GIVEN ENTRIES
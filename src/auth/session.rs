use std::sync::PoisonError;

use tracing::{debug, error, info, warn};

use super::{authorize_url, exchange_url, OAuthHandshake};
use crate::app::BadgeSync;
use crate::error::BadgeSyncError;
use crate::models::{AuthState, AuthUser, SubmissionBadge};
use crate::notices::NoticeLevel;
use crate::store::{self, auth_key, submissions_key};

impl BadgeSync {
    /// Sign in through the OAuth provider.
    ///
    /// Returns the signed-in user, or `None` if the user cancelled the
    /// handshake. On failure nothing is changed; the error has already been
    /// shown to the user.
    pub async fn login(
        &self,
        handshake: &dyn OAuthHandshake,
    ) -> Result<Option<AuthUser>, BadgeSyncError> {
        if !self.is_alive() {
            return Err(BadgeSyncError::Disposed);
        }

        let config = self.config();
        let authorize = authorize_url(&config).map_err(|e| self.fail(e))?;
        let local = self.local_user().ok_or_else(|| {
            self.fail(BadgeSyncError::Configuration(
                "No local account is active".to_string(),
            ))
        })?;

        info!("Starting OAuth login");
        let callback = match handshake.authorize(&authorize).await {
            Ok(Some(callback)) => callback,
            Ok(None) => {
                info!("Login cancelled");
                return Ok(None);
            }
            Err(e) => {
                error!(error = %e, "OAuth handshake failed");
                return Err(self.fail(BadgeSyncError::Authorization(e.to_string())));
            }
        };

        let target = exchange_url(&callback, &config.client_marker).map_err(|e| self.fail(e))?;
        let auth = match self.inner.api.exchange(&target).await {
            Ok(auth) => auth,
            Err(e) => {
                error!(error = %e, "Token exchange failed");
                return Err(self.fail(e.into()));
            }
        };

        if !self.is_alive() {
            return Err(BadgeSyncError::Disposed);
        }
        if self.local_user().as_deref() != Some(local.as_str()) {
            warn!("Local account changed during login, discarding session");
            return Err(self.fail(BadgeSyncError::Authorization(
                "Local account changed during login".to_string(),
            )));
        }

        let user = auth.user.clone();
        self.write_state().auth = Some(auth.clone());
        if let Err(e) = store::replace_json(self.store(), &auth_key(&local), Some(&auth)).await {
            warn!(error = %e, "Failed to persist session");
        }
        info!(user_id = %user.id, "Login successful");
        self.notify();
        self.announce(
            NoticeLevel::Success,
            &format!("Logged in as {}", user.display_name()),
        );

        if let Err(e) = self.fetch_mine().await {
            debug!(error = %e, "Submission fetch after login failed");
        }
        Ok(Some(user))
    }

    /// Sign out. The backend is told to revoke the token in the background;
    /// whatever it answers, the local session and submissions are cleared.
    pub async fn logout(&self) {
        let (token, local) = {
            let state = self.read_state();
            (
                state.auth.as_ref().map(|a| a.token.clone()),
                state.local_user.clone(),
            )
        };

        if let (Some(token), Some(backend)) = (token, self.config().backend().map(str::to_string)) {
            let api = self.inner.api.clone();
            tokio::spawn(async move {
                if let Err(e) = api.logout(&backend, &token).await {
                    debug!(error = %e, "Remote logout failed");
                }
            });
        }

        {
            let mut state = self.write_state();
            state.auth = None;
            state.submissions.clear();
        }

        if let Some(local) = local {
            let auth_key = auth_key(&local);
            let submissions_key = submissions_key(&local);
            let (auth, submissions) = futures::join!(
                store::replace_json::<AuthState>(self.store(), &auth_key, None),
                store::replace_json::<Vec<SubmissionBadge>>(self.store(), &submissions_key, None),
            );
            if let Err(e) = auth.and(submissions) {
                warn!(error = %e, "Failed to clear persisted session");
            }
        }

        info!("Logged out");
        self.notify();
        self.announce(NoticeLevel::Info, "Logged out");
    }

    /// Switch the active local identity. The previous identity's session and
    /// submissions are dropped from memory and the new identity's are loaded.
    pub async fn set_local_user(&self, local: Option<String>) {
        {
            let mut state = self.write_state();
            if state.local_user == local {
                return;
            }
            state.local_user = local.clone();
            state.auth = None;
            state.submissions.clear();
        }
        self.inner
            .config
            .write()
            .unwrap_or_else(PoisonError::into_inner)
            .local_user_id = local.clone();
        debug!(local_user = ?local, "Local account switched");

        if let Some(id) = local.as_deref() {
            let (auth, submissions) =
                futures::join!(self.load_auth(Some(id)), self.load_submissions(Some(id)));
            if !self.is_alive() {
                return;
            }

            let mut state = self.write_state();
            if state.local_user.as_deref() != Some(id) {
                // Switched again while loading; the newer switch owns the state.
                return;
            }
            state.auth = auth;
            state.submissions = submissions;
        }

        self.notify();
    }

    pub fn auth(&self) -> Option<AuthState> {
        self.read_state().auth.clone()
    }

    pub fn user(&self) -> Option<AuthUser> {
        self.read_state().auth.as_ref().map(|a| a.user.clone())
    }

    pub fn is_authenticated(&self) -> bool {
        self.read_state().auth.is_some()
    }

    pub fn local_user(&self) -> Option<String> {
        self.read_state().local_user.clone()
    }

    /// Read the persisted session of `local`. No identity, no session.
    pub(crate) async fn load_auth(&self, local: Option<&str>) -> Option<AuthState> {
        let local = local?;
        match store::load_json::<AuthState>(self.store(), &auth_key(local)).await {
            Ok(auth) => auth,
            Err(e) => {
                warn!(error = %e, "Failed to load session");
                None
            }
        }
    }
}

...

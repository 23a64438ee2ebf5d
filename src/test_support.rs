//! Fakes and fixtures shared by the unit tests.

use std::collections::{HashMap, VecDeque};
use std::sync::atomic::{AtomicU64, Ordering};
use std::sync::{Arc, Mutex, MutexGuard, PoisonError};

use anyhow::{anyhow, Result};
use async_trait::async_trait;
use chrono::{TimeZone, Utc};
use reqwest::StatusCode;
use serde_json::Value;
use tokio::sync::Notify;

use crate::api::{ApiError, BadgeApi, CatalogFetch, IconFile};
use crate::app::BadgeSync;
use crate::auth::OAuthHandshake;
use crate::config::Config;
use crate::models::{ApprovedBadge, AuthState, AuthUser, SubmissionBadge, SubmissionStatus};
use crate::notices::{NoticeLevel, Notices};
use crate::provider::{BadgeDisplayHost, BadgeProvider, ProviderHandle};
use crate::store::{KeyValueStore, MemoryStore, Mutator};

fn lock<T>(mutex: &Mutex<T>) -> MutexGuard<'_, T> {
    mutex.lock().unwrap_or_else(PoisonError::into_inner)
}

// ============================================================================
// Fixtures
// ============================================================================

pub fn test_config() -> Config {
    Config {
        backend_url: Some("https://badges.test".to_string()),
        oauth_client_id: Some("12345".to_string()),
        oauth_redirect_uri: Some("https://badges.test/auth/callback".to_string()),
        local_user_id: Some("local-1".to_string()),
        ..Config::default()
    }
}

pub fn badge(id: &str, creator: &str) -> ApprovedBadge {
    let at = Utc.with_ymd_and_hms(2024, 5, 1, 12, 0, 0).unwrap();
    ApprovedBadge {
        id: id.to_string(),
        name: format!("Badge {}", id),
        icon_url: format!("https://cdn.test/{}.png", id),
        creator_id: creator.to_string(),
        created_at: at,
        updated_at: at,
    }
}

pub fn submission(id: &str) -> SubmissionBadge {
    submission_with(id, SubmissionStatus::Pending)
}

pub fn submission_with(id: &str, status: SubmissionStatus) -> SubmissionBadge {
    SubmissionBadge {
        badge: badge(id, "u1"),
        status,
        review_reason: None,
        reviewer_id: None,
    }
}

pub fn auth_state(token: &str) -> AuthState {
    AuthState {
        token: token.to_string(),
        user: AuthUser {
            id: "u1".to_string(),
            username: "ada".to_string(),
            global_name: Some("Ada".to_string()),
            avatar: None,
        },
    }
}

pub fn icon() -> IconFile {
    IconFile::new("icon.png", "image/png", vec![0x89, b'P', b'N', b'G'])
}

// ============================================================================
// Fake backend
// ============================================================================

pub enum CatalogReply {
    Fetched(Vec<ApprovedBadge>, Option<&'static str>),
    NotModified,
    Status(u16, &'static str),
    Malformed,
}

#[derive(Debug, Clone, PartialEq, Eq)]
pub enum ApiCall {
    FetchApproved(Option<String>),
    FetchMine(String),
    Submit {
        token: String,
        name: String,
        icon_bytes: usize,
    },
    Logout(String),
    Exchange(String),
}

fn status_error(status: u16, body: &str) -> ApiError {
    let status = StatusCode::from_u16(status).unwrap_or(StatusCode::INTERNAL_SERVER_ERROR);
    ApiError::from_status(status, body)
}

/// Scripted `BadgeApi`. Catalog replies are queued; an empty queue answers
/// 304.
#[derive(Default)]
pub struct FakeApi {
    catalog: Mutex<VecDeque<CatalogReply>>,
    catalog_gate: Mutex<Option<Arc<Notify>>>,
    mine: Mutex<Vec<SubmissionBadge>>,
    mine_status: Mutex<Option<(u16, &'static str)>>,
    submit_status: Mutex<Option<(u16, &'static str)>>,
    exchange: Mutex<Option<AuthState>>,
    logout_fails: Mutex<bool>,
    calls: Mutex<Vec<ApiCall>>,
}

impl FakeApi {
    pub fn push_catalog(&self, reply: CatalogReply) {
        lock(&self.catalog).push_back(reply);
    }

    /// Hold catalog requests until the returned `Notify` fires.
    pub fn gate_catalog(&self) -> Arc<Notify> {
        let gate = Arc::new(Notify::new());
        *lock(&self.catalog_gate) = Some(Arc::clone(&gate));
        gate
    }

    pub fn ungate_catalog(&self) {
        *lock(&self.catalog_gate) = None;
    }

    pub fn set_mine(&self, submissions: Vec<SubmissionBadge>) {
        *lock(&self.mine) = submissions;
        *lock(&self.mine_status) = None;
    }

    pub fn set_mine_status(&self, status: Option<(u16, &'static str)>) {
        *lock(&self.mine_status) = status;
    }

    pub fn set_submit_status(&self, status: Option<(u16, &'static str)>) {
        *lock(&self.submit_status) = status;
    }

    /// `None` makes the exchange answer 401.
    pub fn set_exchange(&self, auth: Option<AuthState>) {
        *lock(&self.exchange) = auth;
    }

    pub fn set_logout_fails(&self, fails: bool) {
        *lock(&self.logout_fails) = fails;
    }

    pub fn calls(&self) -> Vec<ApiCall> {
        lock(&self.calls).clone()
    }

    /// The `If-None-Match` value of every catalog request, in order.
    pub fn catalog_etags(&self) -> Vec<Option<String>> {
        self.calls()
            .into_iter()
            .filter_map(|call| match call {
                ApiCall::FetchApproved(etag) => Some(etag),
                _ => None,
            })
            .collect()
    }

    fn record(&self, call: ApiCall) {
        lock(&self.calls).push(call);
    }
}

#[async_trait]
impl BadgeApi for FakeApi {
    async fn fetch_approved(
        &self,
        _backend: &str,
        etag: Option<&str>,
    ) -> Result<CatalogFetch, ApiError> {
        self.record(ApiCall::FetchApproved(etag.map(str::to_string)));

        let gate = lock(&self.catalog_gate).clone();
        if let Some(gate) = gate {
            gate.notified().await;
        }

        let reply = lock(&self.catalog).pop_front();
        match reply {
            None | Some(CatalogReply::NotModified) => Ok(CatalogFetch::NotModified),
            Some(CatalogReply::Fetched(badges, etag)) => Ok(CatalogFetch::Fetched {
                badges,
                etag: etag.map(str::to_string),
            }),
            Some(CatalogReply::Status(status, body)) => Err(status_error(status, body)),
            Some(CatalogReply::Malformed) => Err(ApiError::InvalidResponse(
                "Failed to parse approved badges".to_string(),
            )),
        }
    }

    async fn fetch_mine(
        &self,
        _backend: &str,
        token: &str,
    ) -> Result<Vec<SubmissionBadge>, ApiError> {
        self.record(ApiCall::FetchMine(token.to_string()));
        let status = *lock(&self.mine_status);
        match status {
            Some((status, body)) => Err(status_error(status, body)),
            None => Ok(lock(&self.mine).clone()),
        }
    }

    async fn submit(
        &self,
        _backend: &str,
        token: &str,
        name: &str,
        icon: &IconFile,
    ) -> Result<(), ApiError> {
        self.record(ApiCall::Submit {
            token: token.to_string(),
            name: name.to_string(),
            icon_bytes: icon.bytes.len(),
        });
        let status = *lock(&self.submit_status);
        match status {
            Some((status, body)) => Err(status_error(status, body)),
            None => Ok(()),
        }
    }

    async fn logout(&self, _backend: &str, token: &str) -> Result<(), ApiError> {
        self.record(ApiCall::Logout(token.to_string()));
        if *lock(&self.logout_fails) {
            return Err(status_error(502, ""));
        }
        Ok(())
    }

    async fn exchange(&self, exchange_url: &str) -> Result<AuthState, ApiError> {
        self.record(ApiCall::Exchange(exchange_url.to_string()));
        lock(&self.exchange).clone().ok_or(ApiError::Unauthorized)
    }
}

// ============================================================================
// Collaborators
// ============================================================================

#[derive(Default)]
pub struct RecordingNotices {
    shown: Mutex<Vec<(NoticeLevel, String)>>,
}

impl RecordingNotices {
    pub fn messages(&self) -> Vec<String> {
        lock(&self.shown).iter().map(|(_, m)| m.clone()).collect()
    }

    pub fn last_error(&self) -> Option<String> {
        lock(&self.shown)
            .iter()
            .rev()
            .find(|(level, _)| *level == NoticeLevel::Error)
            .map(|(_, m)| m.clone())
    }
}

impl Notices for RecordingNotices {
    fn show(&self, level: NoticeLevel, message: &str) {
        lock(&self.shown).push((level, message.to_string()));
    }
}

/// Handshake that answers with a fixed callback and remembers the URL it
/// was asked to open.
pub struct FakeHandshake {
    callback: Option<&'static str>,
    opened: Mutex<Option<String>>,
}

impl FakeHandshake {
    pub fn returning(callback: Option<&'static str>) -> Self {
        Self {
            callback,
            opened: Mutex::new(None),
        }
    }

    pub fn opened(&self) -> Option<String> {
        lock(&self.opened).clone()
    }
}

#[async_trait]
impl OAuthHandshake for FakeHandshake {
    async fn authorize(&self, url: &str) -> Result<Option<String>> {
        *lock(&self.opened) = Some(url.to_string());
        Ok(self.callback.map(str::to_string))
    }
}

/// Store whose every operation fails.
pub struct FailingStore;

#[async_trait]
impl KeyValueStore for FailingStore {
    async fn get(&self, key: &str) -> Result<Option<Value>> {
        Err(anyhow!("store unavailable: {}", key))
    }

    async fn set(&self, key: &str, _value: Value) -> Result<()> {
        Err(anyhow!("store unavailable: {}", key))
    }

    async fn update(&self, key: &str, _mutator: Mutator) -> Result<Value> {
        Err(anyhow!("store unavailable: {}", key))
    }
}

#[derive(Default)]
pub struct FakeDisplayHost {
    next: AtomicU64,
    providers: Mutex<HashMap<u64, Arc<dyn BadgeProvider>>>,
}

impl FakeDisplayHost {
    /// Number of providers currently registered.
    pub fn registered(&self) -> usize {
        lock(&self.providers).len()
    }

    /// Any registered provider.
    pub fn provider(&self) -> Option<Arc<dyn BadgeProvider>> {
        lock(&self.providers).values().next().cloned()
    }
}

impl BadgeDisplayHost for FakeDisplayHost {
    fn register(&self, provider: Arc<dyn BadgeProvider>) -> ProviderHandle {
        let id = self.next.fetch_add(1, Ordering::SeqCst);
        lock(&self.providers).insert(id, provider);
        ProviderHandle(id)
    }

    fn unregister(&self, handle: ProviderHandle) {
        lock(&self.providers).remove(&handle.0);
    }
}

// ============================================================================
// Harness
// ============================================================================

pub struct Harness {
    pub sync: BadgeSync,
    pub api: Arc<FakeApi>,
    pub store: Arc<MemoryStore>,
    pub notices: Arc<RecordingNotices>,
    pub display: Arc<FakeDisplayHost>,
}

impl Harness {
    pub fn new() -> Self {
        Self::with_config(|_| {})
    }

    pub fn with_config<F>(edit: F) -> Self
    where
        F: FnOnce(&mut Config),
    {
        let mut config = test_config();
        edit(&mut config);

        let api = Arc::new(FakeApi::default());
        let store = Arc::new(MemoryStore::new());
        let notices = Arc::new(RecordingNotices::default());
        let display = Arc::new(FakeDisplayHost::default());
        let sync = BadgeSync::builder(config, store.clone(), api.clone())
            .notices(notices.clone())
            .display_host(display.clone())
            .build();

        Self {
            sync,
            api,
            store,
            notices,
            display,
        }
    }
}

TASK DIRECTIONS
Nothing but the lines with "every" should be returned, copied from the entries above.

SOLUTION FOR THIS PROBLEM
    /// The `If-None-Match` value of every catalog request, in order.
/// Store whose every operation fails.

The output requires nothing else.